REQUIREMENT ▸ Please return every line of the records that contains the word "ResponseWriter".

EXERCISE DATA ▸
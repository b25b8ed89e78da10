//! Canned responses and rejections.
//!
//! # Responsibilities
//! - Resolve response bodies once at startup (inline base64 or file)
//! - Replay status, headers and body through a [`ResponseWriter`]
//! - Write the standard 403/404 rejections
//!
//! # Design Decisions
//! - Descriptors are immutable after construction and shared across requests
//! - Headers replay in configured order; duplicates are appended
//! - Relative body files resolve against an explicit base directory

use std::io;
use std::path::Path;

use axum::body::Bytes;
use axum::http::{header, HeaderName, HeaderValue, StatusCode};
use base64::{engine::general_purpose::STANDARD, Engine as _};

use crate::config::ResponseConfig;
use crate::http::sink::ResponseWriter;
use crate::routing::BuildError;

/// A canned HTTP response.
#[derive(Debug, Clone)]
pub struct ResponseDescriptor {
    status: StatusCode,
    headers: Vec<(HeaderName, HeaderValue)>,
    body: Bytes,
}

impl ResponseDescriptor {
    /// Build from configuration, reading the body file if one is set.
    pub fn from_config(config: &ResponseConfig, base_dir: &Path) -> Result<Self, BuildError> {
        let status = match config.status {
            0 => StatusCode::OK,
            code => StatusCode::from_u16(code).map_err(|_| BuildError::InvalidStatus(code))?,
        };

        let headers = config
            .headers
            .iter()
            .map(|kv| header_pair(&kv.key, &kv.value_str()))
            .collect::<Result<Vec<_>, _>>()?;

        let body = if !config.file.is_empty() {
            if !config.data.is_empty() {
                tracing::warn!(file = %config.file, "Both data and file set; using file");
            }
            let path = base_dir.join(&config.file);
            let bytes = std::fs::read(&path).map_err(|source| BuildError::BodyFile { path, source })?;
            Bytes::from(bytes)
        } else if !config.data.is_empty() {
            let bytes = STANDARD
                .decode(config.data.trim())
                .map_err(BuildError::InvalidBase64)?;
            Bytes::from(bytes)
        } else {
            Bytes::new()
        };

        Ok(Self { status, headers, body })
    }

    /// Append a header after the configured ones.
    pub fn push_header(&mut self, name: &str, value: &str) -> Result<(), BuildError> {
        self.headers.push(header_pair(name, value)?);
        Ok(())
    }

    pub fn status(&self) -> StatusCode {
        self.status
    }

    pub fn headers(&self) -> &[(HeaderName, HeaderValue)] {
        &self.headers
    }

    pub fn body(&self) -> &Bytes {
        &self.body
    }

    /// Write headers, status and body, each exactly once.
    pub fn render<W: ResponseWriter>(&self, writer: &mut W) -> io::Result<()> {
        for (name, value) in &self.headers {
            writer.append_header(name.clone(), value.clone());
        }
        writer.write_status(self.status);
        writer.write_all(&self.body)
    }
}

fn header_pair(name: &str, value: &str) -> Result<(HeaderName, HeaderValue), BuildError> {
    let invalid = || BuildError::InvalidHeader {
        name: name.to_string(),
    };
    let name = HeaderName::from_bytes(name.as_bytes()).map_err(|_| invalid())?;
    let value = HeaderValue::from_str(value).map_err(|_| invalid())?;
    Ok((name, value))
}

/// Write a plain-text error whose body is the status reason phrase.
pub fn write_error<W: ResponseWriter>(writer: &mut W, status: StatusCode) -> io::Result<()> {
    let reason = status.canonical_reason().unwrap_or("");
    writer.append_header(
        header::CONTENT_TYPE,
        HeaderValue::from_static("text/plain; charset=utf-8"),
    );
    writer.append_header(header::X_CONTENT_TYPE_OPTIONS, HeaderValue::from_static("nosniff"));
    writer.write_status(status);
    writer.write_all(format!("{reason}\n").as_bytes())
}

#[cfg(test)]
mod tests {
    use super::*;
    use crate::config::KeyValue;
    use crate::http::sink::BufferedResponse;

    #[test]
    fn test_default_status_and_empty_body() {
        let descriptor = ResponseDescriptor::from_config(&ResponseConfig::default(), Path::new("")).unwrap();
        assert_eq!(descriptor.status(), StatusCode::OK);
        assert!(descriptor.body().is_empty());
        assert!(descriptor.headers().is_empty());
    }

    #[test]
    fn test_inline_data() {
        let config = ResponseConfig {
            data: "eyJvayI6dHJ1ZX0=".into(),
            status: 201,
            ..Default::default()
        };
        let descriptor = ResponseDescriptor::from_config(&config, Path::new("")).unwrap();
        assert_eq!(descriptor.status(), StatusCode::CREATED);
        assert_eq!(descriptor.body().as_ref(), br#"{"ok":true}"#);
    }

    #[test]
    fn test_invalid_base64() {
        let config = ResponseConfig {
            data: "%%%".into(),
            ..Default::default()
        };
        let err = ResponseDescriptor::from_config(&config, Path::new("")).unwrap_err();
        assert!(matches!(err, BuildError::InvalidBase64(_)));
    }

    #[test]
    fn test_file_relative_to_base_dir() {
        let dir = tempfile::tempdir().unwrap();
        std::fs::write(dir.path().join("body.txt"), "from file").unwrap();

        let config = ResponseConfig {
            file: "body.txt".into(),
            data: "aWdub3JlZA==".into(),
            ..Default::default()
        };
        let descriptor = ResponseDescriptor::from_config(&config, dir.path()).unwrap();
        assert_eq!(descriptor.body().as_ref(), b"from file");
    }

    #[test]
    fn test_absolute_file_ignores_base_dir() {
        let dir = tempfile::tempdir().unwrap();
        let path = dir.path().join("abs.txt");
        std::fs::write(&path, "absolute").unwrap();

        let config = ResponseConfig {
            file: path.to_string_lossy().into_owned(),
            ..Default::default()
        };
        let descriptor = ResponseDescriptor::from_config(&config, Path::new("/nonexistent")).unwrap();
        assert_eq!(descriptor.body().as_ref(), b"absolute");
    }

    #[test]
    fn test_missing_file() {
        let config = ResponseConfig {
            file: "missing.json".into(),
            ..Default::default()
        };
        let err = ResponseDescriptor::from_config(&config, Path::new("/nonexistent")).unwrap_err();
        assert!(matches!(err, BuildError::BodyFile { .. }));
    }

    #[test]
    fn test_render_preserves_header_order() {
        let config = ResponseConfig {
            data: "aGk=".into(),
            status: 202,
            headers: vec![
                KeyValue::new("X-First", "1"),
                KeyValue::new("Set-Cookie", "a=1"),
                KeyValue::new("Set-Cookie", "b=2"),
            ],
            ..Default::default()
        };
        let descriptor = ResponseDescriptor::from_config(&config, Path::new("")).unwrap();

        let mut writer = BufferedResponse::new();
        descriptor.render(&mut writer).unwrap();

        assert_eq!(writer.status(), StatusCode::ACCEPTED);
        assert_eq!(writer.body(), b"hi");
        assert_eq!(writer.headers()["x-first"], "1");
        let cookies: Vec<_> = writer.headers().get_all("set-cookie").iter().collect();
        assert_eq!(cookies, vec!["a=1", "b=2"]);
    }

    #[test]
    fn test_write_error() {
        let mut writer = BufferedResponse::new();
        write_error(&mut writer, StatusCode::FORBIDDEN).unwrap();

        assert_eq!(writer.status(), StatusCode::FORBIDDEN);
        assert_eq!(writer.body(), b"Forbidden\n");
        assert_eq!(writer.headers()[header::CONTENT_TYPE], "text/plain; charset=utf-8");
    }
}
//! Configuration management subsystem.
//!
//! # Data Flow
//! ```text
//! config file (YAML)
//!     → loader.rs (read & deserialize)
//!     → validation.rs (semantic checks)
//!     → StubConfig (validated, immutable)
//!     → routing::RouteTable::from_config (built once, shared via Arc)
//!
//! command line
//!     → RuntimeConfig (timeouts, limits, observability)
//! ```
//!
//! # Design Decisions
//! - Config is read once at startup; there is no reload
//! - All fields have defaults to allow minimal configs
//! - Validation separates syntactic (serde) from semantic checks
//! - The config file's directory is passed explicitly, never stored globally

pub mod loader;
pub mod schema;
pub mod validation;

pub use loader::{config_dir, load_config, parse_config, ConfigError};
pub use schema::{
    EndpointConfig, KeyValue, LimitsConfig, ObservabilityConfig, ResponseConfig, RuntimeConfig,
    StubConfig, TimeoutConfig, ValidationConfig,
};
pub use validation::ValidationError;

RESPONSE FOR THIS EXERCISE ▸
//! - Replay status, headers and body through a [`ResponseWriter`]
use crate::http::sink::ResponseWriter;
    pub fn render<W: ResponseWriter>(&self, writer: &mut W) -> io::Result<()> {
pub fn write_error<W: ResponseWriter>(writer: &mut W, status: StatusCode) -> io::Result<()> {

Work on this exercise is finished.